The ISS came from the SW (10 degrees at 10:03 p.m.), was at its highest point in the SE (54 degrees at 10:06 p.m.) and faded back into the earth's shadow as the ISS moved to the ENE (10 degrees at 10:09 p.m.)
This shot (above) was taken late in the pass (10:08 p.m.) and faces a little N of E. I'm shooting above the row of Scotch Pines that line the front of our property on S. Clayton Road.
As I stood there with the camera, I noticed that Sam was coming out of his lane in his truck. What you see at the bottom of this shot is his truck (side marker lights and taillights) as he passes on the road below heading north.
Within a minute of taking this shot, the ISS was scheduled to pass back into the earth's shadow. I did not wait it out as the mosquitoes and bugs were too bad to delay going back to the house. But I've seen this happen before. One instant and the ISS is bright ... then there is a slight blink and it's gone. It disappears while it's still in full view. You'd think this would give rise to UFO reports, but no. Who looks skyward any longer?
And this shot (above) was taken at 10:06 p.m. and faces roughly ESE. The line you see which is etched by the movement of the ISS is the distance the space station travels in 15 seconds. At it's highest, it is just 246 miles above the earth, not so far, really.
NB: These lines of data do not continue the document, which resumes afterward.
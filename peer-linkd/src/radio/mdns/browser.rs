use std::collections::{HashMap, HashSet};
use std::net::IpAddr;
use std::pin::Pin;
use std::sync::Arc;
use tokio::sync::{mpsc, Mutex};
use tokio_util::sync::CancellationToken;
use mdns_sd::{ServiceDaemon, ServiceEvent, ServiceInfo};
use futures::stream::{FuturesUnordered, StreamExt};
use futures::Future;
use shared::protocol::{
    MAX_GROUP_OWNER_INTENT, PRESENCE_SERVICE_TYPE, TXT_ADDRESS, TXT_DEVICE_TYPE, TXT_INTENT,
    TXT_PEER,
};
use shared::types::{Device, DeviceAddress};
use crate::notification::Notification;
use crate::radio::ServiceResponse;
use super::SharedLink;

/// Intent assumed for peers that do not publish one
const DEFAULT_PEER_INTENT: u8 = 7;

/// A peer as seen through its presence record
#[derive(Debug, Clone)]
pub struct PeerEntry {
    pub fullname: String,
    pub device: Device,
    pub group_owner_intent: u8,
    pub addresses: Vec<IpAddr>,
}

/// Peers in first-seen order
pub type PeerTable = Arc<Mutex<Vec<PeerEntry>>>;

type RecvResult = (usize, flume::Receiver<ServiceEvent>, std::result::Result<ServiceEvent, flume::RecvError>);
type RecvFuture = Pin<Box<dyn Future<Output = RecvResult> + Send>>;

/// Each future owns a clone of the receiver, avoiding borrow issues with the
/// receivers vec. flume::Receiver is Clone (multi-consumer).
fn make_recv_future(idx: usize, rx: flume::Receiver<ServiceEvent>) -> RecvFuture {
    Box::pin(async move {
        let result = rx.recv_async().await;
        (idx, rx, result)
    })
}

/// Track presence records and report every change as a peer-list change.
/// Losing the peer of our group also ends the connection.
pub async fn run_presence_browser(
    receiver: flume::Receiver<ServiceEvent>,
    local: DeviceAddress,
    peers: PeerTable,
    link: SharedLink,
    notifications: mpsc::Sender<Notification>,
    cancel: CancellationToken,
) {
    tracing::info!("Starting peer discovery browser");

    loop {
        tokio::select! {
            event = receiver.recv_async() => {
                let changed = match event {
                    Ok(ServiceEvent::ServiceResolved(info)) => match parse_presence(&info) {
                        Some(entry) if entry.device.address != local => upsert_peer(&peers, entry).await,
                        Some(_) => false,
                        None => {
                            tracing::debug!("Ignoring presence record without address: {}", info.get_fullname());
                            false
                        }
                    },
                    Ok(ServiceEvent::ServiceRemoved(_typ, fullname)) => {
                        match remove_peer(&peers, &fullname).await {
                            Some(entry) => {
                                if link.lock().await.peer_lost(&entry.device.address) {
                                    tracing::info!("Group peer {} left", entry.device.label());
                                    let lost = Notification::ConnectionStateChanged {
                                        connected: false,
                                        info: None,
                                        peer: Some(entry.device.address),
                                    };
                                    if notifications.send(lost).await.is_err() {
                                        break;
                                    }
                                }
                                true
                            }
                            None => false,
                        }
                    }
                    Ok(_) => false,
                    Err(e) => {
                        tracing::warn!("Peer discovery receiver disconnected: {}", e);
                        break;
                    }
                };

                if changed && notifications.send(Notification::PeerListChanged).await.is_err() {
                    break;
                }
            }

            _ = cancel.cancelled() => {
                tracing::info!("Peer discovery browser shutting down");
                break;
            }
        }
    }
}

/// Browse every advertised service type and split each resolution into the
/// identity and TXT halves of a service response
pub async fn run_service_browser(
    daemon: ServiceDaemon,
    meta_receiver: flume::Receiver<ServiceEvent>,
    local: DeviceAddress,
    peers: PeerTable,
    responses: mpsc::Sender<ServiceResponse>,
    cancel: CancellationToken,
) {
    tracing::info!("Starting service discovery browser");

    let mut browsed_types = HashSet::new();
    let mut next_idx = 0usize;
    let mut type_futures: FuturesUnordered<RecvFuture> = FuturesUnordered::new();

    loop {
        tokio::select! {
            // Check for new service types from meta-query
            event = meta_receiver.recv_async() => {
                match event {
                    Ok(ServiceEvent::ServiceResolved(info)) => {
                        let service_type = info.get_type();

                        if service_type != PRESENCE_SERVICE_TYPE && !browsed_types.contains(service_type) {
                            tracing::info!("Discovered new service type: {}", service_type);
                            browsed_types.insert(service_type.to_string());

                            match daemon.browse(service_type) {
                                Ok(receiver) => {
                                    let idx = next_idx;
                                    next_idx += 1;
                                    type_futures.push(make_recv_future(idx, receiver));
                                }
                                Err(e) => {
                                    tracing::error!("Failed to browse {}: {}", service_type, e);
                                }
                            }
                        }
                    }
                    Ok(_) => {}
                    Err(e) => {
                        tracing::error!("Error receiving meta-query event: {}", e);
                        break;
                    }
                }
            }

            Some((idx, rx, result)) = type_futures.next() => {
                match result {
                    Ok(ServiceEvent::ServiceResolved(info)) => {
                        if let Some((identity, txt)) = split_response(&info, &local, &peers).await {
                            if responses.send(identity).await.is_err() || responses.send(txt).await.is_err() {
                                tracing::debug!("Service response listener gone");
                                break;
                            }
                        }
                        type_futures.push(make_recv_future(idx, rx));
                    }
                    Ok(_) => {
                        type_futures.push(make_recv_future(idx, rx));
                    }
                    Err(e) => {
                        tracing::warn!("Receiver {} disconnected: {}", idx, e);
                    }
                }
            }

            _ = cancel.cancelled() => {
                tracing::info!("Service discovery browser shutting down");
                break;
            }
        }
    }
}

async fn upsert_peer(peers: &PeerTable, entry: PeerEntry) -> bool {
    let mut table = peers.lock().await;
    match table.iter_mut().find(|p| p.device.address == entry.device.address) {
        Some(existing) => {
            // Keep the status we assigned locally
            let status = existing.device.status;
            let mut entry = entry;
            entry.device.status = status;
            let changed = existing.device != entry.device || existing.fullname != entry.fullname;
            *existing = entry;
            changed
        }
        None => {
            tracing::debug!("Peer appeared: {}", entry.device.label());
            table.push(entry);
            true
        }
    }
}

async fn remove_peer(peers: &PeerTable, fullname: &str) -> Option<PeerEntry> {
    let mut table = peers.lock().await;
    let index = table.iter().position(|p| p.fullname == fullname)?;
    Some(table.remove(index))
}

/// Instance part of "instance._type._proto.local."
fn instance_of(info: &ServiceInfo) -> String {
    let fullname = info.get_fullname();
    fullname
        .strip_suffix(info.get_type())
        .map(|s| s.trim_end_matches('.'))
        .unwrap_or(fullname)
        .to_string()
}

fn parse_presence(info: &ServiceInfo) -> Option<PeerEntry> {
    let address = info.get_property_val_str(TXT_ADDRESS)?;
    let group_owner_intent = info
        .get_property_val_str(TXT_INTENT)
        .and_then(|v| v.parse::<u8>().ok())
        .unwrap_or(DEFAULT_PEER_INTENT)
        .min(MAX_GROUP_OWNER_INTENT);

    let mut device = Device::new(instance_of(info), address);
    device.primary_type = info.get_property_val_str(TXT_DEVICE_TYPE).map(str::to_string);

    Some(PeerEntry {
        fullname: info.get_fullname().to_string(),
        device,
        group_owner_intent,
        addresses: info.get_addresses().iter().copied().collect(),
    })
}

async fn split_response(
    info: &ServiceInfo,
    local: &DeviceAddress,
    peers: &PeerTable,
) -> Option<(ServiceResponse, ServiceResponse)> {
    let Some(address) = info.get_property_val_str(TXT_PEER).map(DeviceAddress::new) else {
        tracing::debug!("Skipping service {} - not published by a peer", info.get_fullname());
        return None;
    };
    if &address == local {
        return None;
    }

    let device = peers
        .lock()
        .await
        .iter()
        .find(|p| p.device.address == address)
        .map(|p| p.device.clone())
        .unwrap_or_else(|| Device::new(info.get_hostname().trim_end_matches(".local."), address));

    let attributes: HashMap<String, String> = info
        .get_properties()
        .iter()
        .filter(|prop| prop.key() != TXT_PEER)
        .map(|prop| (prop.key().to_string(), prop.val_str().to_string()))
        .collect();

    let identity = ServiceResponse::Identity {
        instance_name: instance_of(info),
        registration_type: info.get_type().to_string(),
        device: device.clone(),
    };
    let txt = ServiceResponse::TxtRecord {
        full_domain_name: info.get_fullname().to_string(),
        attributes,
        device,
    };

    Some((identity, txt))
}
I enjoy standing in the dark and watching the sky for sights such as these, as much for the quiet alone time as anything else. How nice to have the dark canopy overhead, the entire universe revolving above me, riding this small chunk of rubble through the cosmos. It is a staggering thought, this earth .. a tiny spaceship of our own, all we truly have in this wide ocean of space, journeying utterly alone.